Suppose your neighbour left out a loaded gun  and a drunk picked it up, accidently pulled the trigger and shot someone or to go back to the rock story say the drunk picked it up and smashed someone 's head in, surely the neighbour is responsible ?
 It's not as if the rock was part of a wall .


----------



## Staples (8 Apr 2010)

If the drunk had tripped over the rock, which had been placed there deliberately by the neighbour, and suffered injury, he could probably sue the neighbour.

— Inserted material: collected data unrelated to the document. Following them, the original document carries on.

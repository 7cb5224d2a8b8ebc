//! UseCase: セッション確立（join）
//!
//! Session Binder が `Joining -> Active` に遷移するときのサーバ側処理。
//! 順序が重要：
//!
//! 1. ルームの存在確認
//! 2. 空フィールドの初期書き込み
//! 3. 書き込み完了後に初めて購読（= 切断クリーンアップ）を登録
//! 4. メンバーレコードの書き込み
//!
//! 2 と 3 を逆にすると、初期書き込みの完了前に切断された場合、
//! クリーンアップ未登録のままフィールドが残留する窓が生まれる。

use std::sync::Arc;

use crate::common::time::Clock;
use crate::domain::{
    ConnectionId, FieldPusher, Member, MemberName, PusherChannel, Room, RoomCode, RoomRepository,
    Timestamp,
};

use super::error::JoinError;

/// join 成功時にハンドラへ返す情報
#[derive(Debug, Clone)]
pub struct JoinedSession {
    /// join 完了後のルーム状態（自分の空フィールドとメンバーレコードを含む）
    pub room: Room,
    /// 書き込まれたメンバーレコード
    pub member: Member,
}

/// セッション確立のユースケース
pub struct JoinRoomUseCase {
    repository: Arc<dyn RoomRepository>,
    pusher: Arc<dyn FieldPusher>,
    clock: Arc<dyn Clock>,
}

impl JoinRoomUseCase {
    /// 新しい JoinRoomUseCase を作成
    pub fn new(
        repository: Arc<dyn RoomRepository>,
        pusher: Arc<dyn FieldPusher>,
        clock: Arc<dyn Clock>,
    ) -> Self {
        Self {
            repository,
            pusher,
            clock,
        }
    }

    /// join を実行
    ///
    /// 同名メンバーの join を拒否しない：後から来たセッションはメンバー
    /// レコードを上書きし、既存セッションと同じフィールドを共有する。
    ///
    /// # Arguments
    ///
    /// * `code` - ルームコード（未検証の生文字列）
    /// * `name` - 表示名（未検証の生文字列）
    /// * `device_id` - 参考情報のみのデバイスフィンガープリント
    /// * `connection_id` - この接続の識別子
    /// * `sender` - この接続へメッセージを届けるチャンネル
    ///
    /// # Returns
    ///
    /// * `Ok(JoinedSession)` - join 完了後のルーム状態とメンバーレコード
    /// * `Err(JoinError)` - バリデーション失敗またはルーム不在
    pub async fn execute(
        &self,
        code: String,
        name: String,
        device_id: Option<String>,
        connection_id: ConnectionId,
        sender: PusherChannel,
    ) -> Result<JoinedSession, JoinError> {
        // 1. 同期バリデーション（ネットワーク処理の前）
        let code = RoomCode::new(code)?;
        let name = MemberName::new(name)?;

        // 2. ルームの存在確認
        self.repository
            .get_room(&code)
            .await
            .map_err(|_| JoinError::RoomNotFound(code.as_str().to_string()))?;

        // 3. 空フィールドの初期書き込み
        self.repository
            .set_field(&code, &name, String::new())
            .await?;

        // 4. 初期書き込みの完了後に購読を登録する。
        //    この登録が接続スコープの切断クリーンアップを兼ねる。
        self.pusher
            .register(connection_id, code.clone(), name.clone(), sender)
            .await;

        // 5. メンバーレコードの書き込み（join のたびに上書き）
        let joined_at = Timestamp::new(self.clock.now_wib_millis());
        let member = Member::new(name.clone(), device_id, joined_at);
        self.repository.upsert_member(&code, member.clone()).await?;

        // join 完了後の状態をスナップショットとして返す
        let room = self.repository.get_room(&code).await?;
        tracing::info!("Member '{}' joined room '{}'", name, code);

        Ok(JoinedSession { room, member })
    }

    /// member-joined を自分以外のルーム内購読セッションへブロードキャスト
    ///
    /// # Arguments
    ///
    /// * `room` - 対象ルーム
    /// * `exclude` - 除外する接続（join した本人）
    /// * `message` - ブロードキャストするメッセージ（直列化済み JSON）
    pub async fn broadcast_joined(&self, room: &RoomCode, exclude: &ConnectionId, message: &str) {
        if let Err(e) = self.pusher.broadcast_room_except(room, exclude, message).await {
            tracing::warn!("Failed to broadcast member-joined in '{}': {}", room, e);
        }
    }
}

#[cfg(test)]
mod tests {
    use super::*;
    use crate::common::time::FixedClock;
    use crate::domain::repository::MockRoomRepository;
    use crate::domain::{DomainError, RoomName};
    use crate::infrastructure::pusher::WebSocketFieldPusher;
    use crate::infrastructure::repository::InMemoryRoomRepository;
    use tokio::sync::mpsc;

    fn create_test_usecase() -> (Arc<InMemoryRoomRepository>, JoinRoomUseCase) {
        let repository = Arc::new(InMemoryRoomRepository::new());
        let usecase = JoinRoomUseCase::new(
            repository.clone(),
            Arc::new(WebSocketFieldPusher::new()),
            Arc::new(FixedClock::new(1672506000000)),
        );
        (repository, usecase)
    }

    async fn create_test_room(repository: &InMemoryRoomRepository) {
        repository
            .create_room(
                RoomCode::new("abc1".to_string()).unwrap(),
                RoomName::new("Test".to_string()).unwrap(),
                Timestamp::new(1000),
            )
            .await
            .unwrap();
    }

    #[tokio::test]
    async fn test_join_writes_empty_field_and_member_record() {
        // テスト項目: join 後、空フィールドとメンバーレコードが書き込まれている
        // given (前提条件):
        let (repository, usecase) = create_test_usecase();
        create_test_room(&repository).await;
        let (tx, _rx) = mpsc::unbounded_channel();

        // when (操作):
        let result = usecase
            .execute(
                "abc1".to_string(),
                "alice".to_string(),
                Some("dev-1234".to_string()),
                ConnectionId::generate(),
                tx,
            )
            .await;

        // then (期待する結果):
        let session = result.unwrap();
        let alice = MemberName::new("alice".to_string()).unwrap();
        assert_eq!(session.room.field(&alice), Some(""));
        assert_eq!(session.member.device_id.as_deref(), Some("dev-1234"));
        assert_eq!(session.member.joined_at.value(), 1672506000000);
        assert!(session.room.members.contains_key(&alice));
    }

    #[tokio::test]
    async fn test_join_unknown_room_fails_without_writes() {
        // テスト項目: 存在しないルームへの join は RoomNotFound で失敗し、
        //             フィールドも購読も登録されない
        // given (前提条件):
        let (_, usecase) = create_test_usecase();
        let (tx, _rx) = mpsc::unbounded_channel();

        // when (操作):
        let result = usecase
            .execute(
                "nope".to_string(),
                "alice".to_string(),
                None,
                ConnectionId::generate(),
                tx,
            )
            .await;

        // then (期待する結果):
        assert_eq!(
            result.unwrap_err(),
            JoinError::RoomNotFound("nope".to_string())
        );
    }

    #[tokio::test]
    async fn test_join_with_empty_name_fails_validation() {
        // テスト項目: 空の表示名はバリデーションで弾かれる
        // given (前提条件):
        let (repository, usecase) = create_test_usecase();
        create_test_room(&repository).await;
        let (tx, _rx) = mpsc::unbounded_channel();

        // when (操作):
        let result = usecase
            .execute(
                "abc1".to_string(),
                " ".to_string(),
                None,
                ConnectionId::generate(),
                tx,
            )
            .await;

        // then (期待する結果):
        assert_eq!(
            result.unwrap_err(),
            JoinError::Validation(DomainError::EmptyMemberName)
        );
    }

    #[tokio::test]
    async fn test_join_with_same_name_shares_the_field() {
        // テスト項目: 同名で 2 回 join してもフィールドは 1 つのまま共有される
        // given (前提条件):
        let (repository, usecase) = create_test_usecase();
        create_test_room(&repository).await;
        let (tx1, _rx1) = mpsc::unbounded_channel();
        let (tx2, _rx2) = mpsc::unbounded_channel();

        // when (操作):
        usecase
            .execute(
                "abc1".to_string(),
                "alice".to_string(),
                Some("dev-aaaa".to_string()),
                ConnectionId::generate(),
                tx1,
            )
            .await
            .unwrap();
        let second = usecase
            .execute(
                "abc1".to_string(),
                "alice".to_string(),
                Some("dev-bbbb".to_string()),
                ConnectionId::generate(),
                tx2,
            )
            .await
            .unwrap();

        // then (期待する結果): フィールドは 1 件、メンバーレコードは後勝ち
        assert_eq!(second.room.field_count(), 1);
        let alice = MemberName::new("alice".to_string()).unwrap();
        assert_eq!(
            second.room.members.get(&alice).unwrap().device_id.as_deref(),
            Some("dev-bbbb")
        );
    }

    #[tokio::test]
    async fn test_join_registers_subscription_only_after_field_write() {
        // テスト項目: フィールド書き込みが失敗した場合、購読は登録されない
        // given (前提条件): get_room は成功するが set_field が失敗する Repository
        let mut mock_repository = MockRoomRepository::new();
        mock_repository.expect_get_room().returning(|code| {
            Ok(Room::new(
                code.clone(),
                RoomName::new("Test".to_string()).unwrap(),
                Timestamp::new(1000),
            ))
        });
        mock_repository.expect_set_field().returning(|code, _, _| {
            Err(crate::domain::RepositoryError::RoomNotFound(
                code.as_str().to_string(),
            ))
        });

        let pusher = Arc::new(WebSocketFieldPusher::new());
        let usecase = JoinRoomUseCase::new(
            Arc::new(mock_repository),
            pusher.clone(),
            Arc::new(FixedClock::new(1672506000000)),
        );
        let (tx, _rx) = mpsc::unbounded_channel();

        // when (操作):
        let result = usecase
            .execute(
                "abc1".to_string(),
                "alice".to_string(),
                None,
                ConnectionId::generate(),
                tx,
            )
            .await;

        // then (期待する結果): join は失敗し、購読者は 0 のまま
        assert!(result.is_err());
        let code = RoomCode::new("abc1".to_string()).unwrap();
        assert_eq!(pusher.count_room_subscribers(&code).await, 0);
    }
}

The rock shouldn't have been there. The neighbour has no absolute right to determine what should or shouldn't adorn public areas.


----------



## galwegian44 (8 Apr 2010)

You'll have to check whether your neighbour actually owned the rock in question. If he appropriated it illegally then you will need to hire someone to determine the real owner of the rock and direct your compensation claims to them, let's hope that said rock was not imported illegally from another country.



bobalong said:


> Of course another question - does the neighbour own the house or is it rented??
> Bobalong


----------



## Mel (8 Apr 2010)

How do we know that the neighbour is responsible for putting the rocks there in the first place? 
They may have been put there by a previous owner of the house, or along the entire street by one resident.


----------



## mathepac (8 Apr 2010)

levelpar said:


> Suppose your neighbour left out a loaded gun  and a drunk picked it up, ...

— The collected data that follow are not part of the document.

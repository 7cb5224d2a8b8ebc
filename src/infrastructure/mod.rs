//! Infrastructure 層
//!
//! ドメイン層が定義する trait（Repository / Pusher）の具体的な実装と、
//! プロトコル境界の DTO を提供します。

pub mod dto;
pub mod pusher;
pub mod repository;
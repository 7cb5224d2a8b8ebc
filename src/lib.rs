//! Rumorum: ephemeral realtime chat over WebSocket.
//!
//! Every participant in a room owns exactly one mutable message field, and all
//! participants see each other's fields update live. This library provides the
//! synchronization server and the CLI client session.

// layers
pub mod domain;
pub mod infrastructure;
pub mod ui;
pub mod usecase;

// client session (Session Binder)
pub mod client;

// shared library
pub mod common;
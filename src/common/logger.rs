//! Logging setup utilities.

use tracing_subscriber::{layer::SubscriberExt, util::SubscriberInitExt};

/// Initialize the tracing subscriber with the specified default log level.
///
/// Logging covers both the library crate and the binary; the level can be
/// overridden at runtime with the `RUST_LOG` environment variable.
///
/// # Arguments
///
/// * `binary_name` - The name of the binary (e.g., "server", "client")
/// * `default_log_level` - The default log level (e.g., "debug", "info")
///
/// # Examples
///
/// ```no_run
/// use rumorum::common::logger::setup_logger;
///
/// setup_logger("server", "debug");
/// ```
pub fn setup_logger(binary_name: &str, default_log_level: &str) {
    tracing_subscriber::registry()
        .with(
            tracing_subscriber::EnvFilter::try_from_default_env().unwrap_or_else(|_| {
                format!(
                    "{}={},{}={}",
                    env!("CARGO_PKG_NAME").replace("-", "_"),
                    default_log_level,
                    binary_name,
                    default_log_level
                )
                .into()
            }),
        )
        .with(tracing_subscriber::fmt::layer())
        .init();
}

The situations are not analogous; the neighbour would require a fire-arms certificate for the gun and if what you describe happened, he (the neighbour) could be liable to prosecution; I am not aware of a requirement to have a rock licence or certificate, unless of course Biffo & Co have a new money-making scheme up their sleeves where a citizen needs a licence in order to retain possession of any property.


----------



## levelpar (9 Apr 2010)

> the neighbour would require a fire-arms certificate for the gun


 
The neighbour might be one of the mafia with a licence to kill.


----------



## tosullivan (11 Apr 2010)

I'v enever heard of people putting rocks out on the public grass verges but if I did see this on my road, I'l lose the plot.  Nobody has the right to do this.

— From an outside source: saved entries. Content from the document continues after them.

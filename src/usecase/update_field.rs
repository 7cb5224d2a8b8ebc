//! UseCase: フィールド更新
//!
//! Field Store の `set_field` 操作。無条件上書き（マージなし・条件なし）で、
//! サーバ到着順の last-write-wins。更新のたびにルーム全体のフィールド
//! マッピングを通し番号付きスナップショットとして返し、ハンドラがそれを
//! ルーム内の全購読セッション（更新者自身を含む）へ配信する。
//!
//! スナップショットは書き込みと同一のクリティカルセクションで取得される。
//! 並行更新のスナップショットが逆順で配信されても、受信側は `seq` の
//! 古い方を破棄できるため、最終表示が古い状態で止まることはない。

use std::sync::Arc;

use crate::domain::{FieldPusher, FieldsSnapshot, MemberName, RoomCode, RoomRepository};

use super::error::UpdateFieldError;

/// フィールド更新のユースケース
pub struct UpdateFieldUseCase {
    repository: Arc<dyn RoomRepository>,
    pusher: Arc<dyn FieldPusher>,
}

impl UpdateFieldUseCase {
    /// 新しい UpdateFieldUseCase を作成
    pub fn new(repository: Arc<dyn RoomRepository>, pusher: Arc<dyn FieldPusher>) -> Self {
        Self { repository, pusher }
    }

    /// フィールド更新を実行
    ///
    /// # Arguments
    ///
    /// * `code` - 対象ルーム
    /// * `owner` - フィールドの所有者（接続時に確定したメンバー名）
    /// * `text` - 新しいメッセージ本文（空文字はクリアを意味する）
    ///
    /// # Returns
    ///
    /// * `Ok(FieldsSnapshot)` - この書き込みを含むルーム全体のスナップショット
    /// * `Err(UpdateFieldError)` - ルーム不在
    pub async fn execute(
        &self,
        code: &RoomCode,
        owner: &MemberName,
        text: String,
    ) -> Result<FieldsSnapshot, UpdateFieldError> {
        let snapshot = self.repository.set_field(code, owner, text).await?;
        Ok(snapshot)
    }

    /// fields-snapshot をルーム内の全購読セッションへブロードキャスト
    ///
    /// 更新者自身も含める。自分のフィールドのサーバ確認済みエコーが
    /// この配信で届く。
    ///
    /// # Arguments
    ///
    /// * `room` - 対象ルーム
    /// * `message` - ブロードキャストするメッセージ（直列化済み JSON）
    pub async fn broadcast_snapshot(&self, room: &RoomCode, message: &str) {
        if let Err(e) = self.pusher.broadcast_room(room, message).await {
            tracing::warn!("Failed to broadcast fields-snapshot in '{}': {}", room, e);
        }
    }
}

In saying that, they are hardly responsible for someone else using it to damage their car.  Maybe the person who did the damage thinks you put the rocks out?


----------



## dub1 (11 Apr 2010)

This was a ridiculous query in the first place. Of course your neighbour isint responsible. i work in motor insurance claims and i would find it hard not to laugh at someone if they tried to blame a neighbour like this


----------



## Billo (12 Apr 2010)

nomorejob said:


> One of these neighbours has painted his rocks..?




Ouch


----------



## Staples (12 Apr 2010)

dub1;1027935i work in motor insurance claims and i would find it hard not to laugh[/QUOTE said:
			
		

> I thought this came quite easily to people working in insurance.


----------



## galwaytt (15 Apr 2010)

tosullivan said:


> I'v enever heard of people putting rocks out on the public grass verges but if I did see this on my road, I'l lose the plot. Nobody has the right to do this.


 
...happens a lot around here, in that 10m x 3m space you are obliged to leave outiside your house, for parking.    Putting rocks to impede it's use is a breach of Planning Regulations, so yes, it is illegal.

OP - get on to the council, planning enforcement.


----------